ST PETERSBURG, Russia (Reuters) - Russian President Vladimir Putin said on Wednesday that the West was wrong to assume that Moscow would never use nuclear weapons and said that he was considering deploying conventional missiles in striking distance of the United States and its allies.

Russia's full-scale invasion of Ukraine in 2022 touched off the worst breakdown in relations between Russia and the West since the 1962 Cuban Missile Crisis - and the Kremlin has repeatedly warned that the risk of a global war is rising.

Putin, speaking face-to-face to senior editors of international news agencies for the first time since the war in Ukraine began, dismissed Western claims that Russia could attack NATO as "stupid", citing the military strength of the alliance.

But when asked about the risk of nuclear war, the 71-year-old Kremlin chief said that Russia's nuclear doctrine did allow the use of such weapons if the country's territorial integrity or sovereignty was threatened.

"For some reason, the West believes that Russia will never use it," Putin said when asked by Reuters about the risk of nuclear escalation over Ukraine during more than three hours of questioning.

"We have a nuclear doctrine, look what it says. If someone's actions threaten our sovereignty and territorial integrity, we consider it possible for us to use all means at our disposal. This should not be taken lightly, superficially."

Russia's published 2020 nuclear doctrine sets out the conditions under which a Russian president would consider using a nuclear weapon: broadly as a response to an attack using nuclear or other weapons of mass destruction, or to the use of conventional weapons against Russia "when the very existence of the state is put under threat."

Putin dismissed Western assertions that Russia has employed nuclear sabre rattling and pointed out that the United States was the only country to have used nuclear weapons in war - attacking the Japanese cities of Hiroshima and Nagasaki in 1945.

MISSILES

Putin warned that Western decisions to allow Ukraine to use ever more powerful Western missiles to strike into Russian territory was a serious escalation, and said that such weapons would have to be guided by Western systems and personnel.

President Joe Biden authorized Kyiv to launch U.S.-supplied weapons at military targets inside Russia, but Washington still prohibits Kyiv from striking Russia with ATACMS, which have a range of up to 186 miles (300 km), and other long-range U.S.-supplied weapons.

Asked about the Western decisions, Putin differentiated between different weapons but said that the use of ATACMS or British Storm Shadow missiles against Russia could lead to a tougher response from Moscow.

"We will improve our air defence systems and destroy them," Putin said.

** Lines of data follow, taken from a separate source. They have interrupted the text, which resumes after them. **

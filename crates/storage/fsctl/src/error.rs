//! Controller error types

use core::fmt;

use crate::backend::BackendError;

/// Controller result type
pub type FsResult<T> = Result<T, FsError>;

/// Status returned by every failing controller operation
#[derive(Debug, Clone, Copy, PartialEq, Eq)]
pub enum FsError {
    /// Illegal combination of open-mode bits
    InvalidOpenMode,
    /// Null/zero/oversized argument, or an operation the handle was not opened for
    InvalidParameters,
    /// Read-only open of a path the backend does not have
    FileNotExist,
    /// Handle was never allocated or has already been closed
    FileHandleNotExist,
    /// No session slot, descriptor or buffer memory available
    NoMem,
    /// Read attempted after the session latched end-of-file
    EndOfFile,
    /// Backend accepted fewer bytes than requested; carries the accepted count
    IncompleteFileWrite(usize),
    /// Backend I/O failure
    Failed,
    /// Unclassified failure
    Unknown,
}

impl FsError {
    /// Convert to errno-style error code
    pub fn to_errno(&self) -> i32 {
        match self {
            FsError::InvalidOpenMode => -22,         // EINVAL
            FsError::InvalidParameters => -22,       // EINVAL
            FsError::FileNotExist => -2,             // ENOENT
            FsError::FileHandleNotExist => -9,       // EBADF
            FsError::NoMem => -12,                   // ENOMEM
            FsError::EndOfFile => -61,               // ENODATA
            FsError::IncompleteFileWrite(_) => -28,  // ENOSPC
            FsError::Failed => -5,                   // EIO
            FsError::Unknown => -1,
        }
    }
}

impl fmt::Display for FsError {
    fn fmt(&self, f: &mut fmt::Formatter<'_>) -> fmt::Result {
        match self {
            FsError::InvalidOpenMode => f.write_str("invalid open mode"),
            FsError::InvalidParameters => f.write_str("invalid parameters"),
            FsError::FileNotExist => f.write_str("file does not exist"),
            FsError::FileHandleNotExist => f.write_str("file handle does not exist"),
            FsError::NoMem => f.write_str("out of memory"),
            FsError::EndOfFile => f.write_str("end of file"),
            FsError::IncompleteFileWrite(n) => write!(f, "incomplete write ({} bytes written)", n),
            FsError::Failed => f.write_str("backend I/O failure"),
            FsError::Unknown => f.write_str("unknown error"),
        }
    }
}

impl From<BackendError> for FsError {
    fn from(err: BackendError) -> Self {
        match err {
            BackendError::NotFound => FsError::FileNotExist,
            BackendError::TooManyOpenFiles | BackendError::OutOfMemory => FsError::NoMem,
            BackendError::InvalidPath => FsError::InvalidParameters,
            BackendError::NoSpace | BackendError::BadDescriptor | BackendError::Io(_) => {
                FsError::Failed
            }
            BackendError::Other => FsError::Unknown,
        }
    }
}
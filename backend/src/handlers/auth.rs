//! HTTP handlers for authentication and user management

use axum::{
    extract::{Path, State},
    Json,
};
use serde::Deserialize;
use uuid::Uuid;

use crate::error::AppResult;
use crate::middleware::{require_role, CurrentUser};
use crate::services::auth::{
    AuthService, AuthTokens, CreateUserInput, RegisterAdminInput, UserResponse,
};
use crate::AppState;
use shared::models::Role;

#[derive(Debug, Deserialize)]
pub struct LoginInput {
    pub email: String,
    pub password: String,
}

#[derive(Debug, Deserialize)]
pub struct RefreshInput {
    pub refresh_token: String,
}

#[derive(Debug, Deserialize)]
pub struct SetActiveInput {
    pub is_active: bool,
}

/// Create the first administrator account (only while no users exist)
pub async fn register_first_admin(
    State(state): State<AppState>,
    Json(input): Json<RegisterAdminInput>,
) -> AppResult<Json<UserResponse>> {
    let service = AuthService::new(state.db, &state.config);
    let user = service.register_first_admin(input).await?;
    Ok(Json(user))
}

/// Log in with email and password
pub async fn login(
    State(state): State<AppState>,
    Json(input): Json<LoginInput>,
) -> AppResult<Json<AuthTokens>> {
    let service = AuthService::new(state.db, &state.config);
    let tokens = service.login(&input.email, &input.password).await?;
    Ok(Json(tokens))
}

/// Exchange a refresh token for a new token pair
pub async fn refresh(
    State(state): State<AppState>,
    Json(input): Json<RefreshInput>,
) -> AppResult<Json<AuthTokens>> {
    let service = AuthService::new(state.db, &state.config);
    let tokens = service.refresh_token(&input.refresh_token).await?;
    Ok(Json(tokens))
}

/// Create a user account (ADMIN)
pub async fn create_user(
    State(state): State<AppState>,
    current_user: CurrentUser,
    Json(input): Json<CreateUserInput>,
) -> AppResult<Json<UserResponse>> {
    require_role(&current_user.0, &[Role::Admin])?;
    let service = AuthService::new(state.db, &state.config);
    let user = service.create_user(input).await?;
    Ok(Json(user))
}

/// List user accounts (ADMIN)
pub async fn list_users(
    State(state): State<AppState>,
    current_user: CurrentUser,
) -> AppResult<Json<Vec<UserResponse>>> {
    require_role(&current_user.0, &[Role::Admin])?;
    let service = AuthService::new(state.db, &state.config);
    let users = service.list_users().await?;
    Ok(Json(users))
}

/// Enable or disable a user account (ADMIN)
pub async fn set_user_active(
    State(state): State<AppState>,
    current_user: CurrentUser,
    Path(user_id): Path<Uuid>,
    Json(input): Json<SetActiveInput>,
) -> AppResult<Json<UserResponse>> {
    require_role(&current_user.0, &[Role::Admin])?;
    let service = AuthService::new(state.db, &state.config);
    let user = service.set_user_active(user_id, input.is_active).await?;
    Ok(Json(user))
}
//! HTTP handlers for the movement audit log

use axum::{
    extract::{Path, Query, State},
    Json,
};
use chrono::{DateTime, Utc};
use serde::Deserialize;
use uuid::Uuid;

use crate::error::AppResult;
use crate::middleware::CurrentUser;
use crate::services::movement::{
    MovementFilter, MovementRecord, MovementResponse, MovementService,
};
use crate::AppState;
use shared::models::MovementType;
use shared::types::{PaginatedResponse, Pagination};

#[derive(Debug, Default, Deserialize)]
pub struct ListMovementsQuery {
    pub movement_type: Option<MovementType>,
    pub batch_id: Option<Uuid>,
    pub order_id: Option<Uuid>,
    pub from: Option<DateTime<Utc>>,
    pub to: Option<DateTime<Utc>>,
    pub page: Option<u32>,
    pub per_page: Option<u32>,
}

/// List movements with filters and pagination
pub async fn list_movements(
    State(state): State<AppState>,
    _current_user: CurrentUser,
    Query(query): Query<ListMovementsQuery>,
) -> AppResult<Json<PaginatedResponse<MovementRecord>>> {
    let filter = MovementFilter {
        movement_type: query.movement_type,
        batch_id: query.batch_id,
        order_id: query.order_id,
        from: query.from,
        to: query.to,
    };
    let defaults = Pagination::default();
    let pagination = Pagination {
        page: query.page.unwrap_or(defaults.page),
        per_page: query.per_page.unwrap_or(defaults.per_page),
    };

    let service = MovementService::new(state.db);
    let movements = service.list_movements(filter, pagination).await?;
    Ok(Json(movements))
}

/// Get a movement with its detail lines
pub async fn get_movement(
    State(state): State<AppState>,
    _current_user: CurrentUser,
    Path(movement_id): Path<Uuid>,
) -> AppResult<Json<MovementResponse>> {
    let service = MovementService::new(state.db);
    let movement = service.get_movement(movement_id).await?;
    Ok(Json(movement))
}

"Secondly, we are thinking that if someone thinks it possible to send such weapons to a war zone to strike our territory and create problems for us, then why do we not have the right to send our weapons of the same class to those regions of the world where strikes can be made on sensitive facilities of the countries that do this against Russia. That is to say, the response can be asymmetric."

"If we see that these countries are being drawn into a war against the Russian Federation, then we reserve the right to act in the same way. In general, this is a path to very serious problems."

Putin casts the war as part of an existential battle with a declining and decadent West which he says humiliated Russia after the Berlin Wall fell in 1989 by encroaching on what he considers Moscow's sphere of influence, including Ukraine.

Putin said the West refused to speak about the causes of the war - which he said started in 2014 after a pro-Russian president was toppled in Ukraine's Maidan Revolution. Putin cast it as a coup backed by the United States.

The West dismisses Putin's analysis of the conflict, and casts the invasion as an imperial-style land grab and has vowed to help Ukraine defeat Russian forces.

Ukraine says it will not rest until every last Russian soldier is ejected from the areas of Ukraine they control - and which Russia now considers to be parts of Russia.

More than two years into the deadliest land war in Europe since World War Two, Russia's leader is increasingly talking of the risk of a global war as the West grapples with what to do about the advance of Russian troops in Ukraine.

Western leaders and Ukraine have played down Russia's warnings about the risk of a broader war involving Russia, the world's biggest nuclear power, but have repeatedly warned that Putin might attack a member of NATO, the world's most powerful military alliance led by the United States.

Both Putin and Biden have said that a direct conflict between Russia and NATO would be a step towards World War Three.

"You should not make Russia out to be the enemy. You're only hurting yourself with this, you know?" Putin said.

"They thought that Russia wanted to attack NATO. Have you gone completely crazy? That is as thick as this table. Who came up with this? It is just complete nonsense, you know? Total rubbish."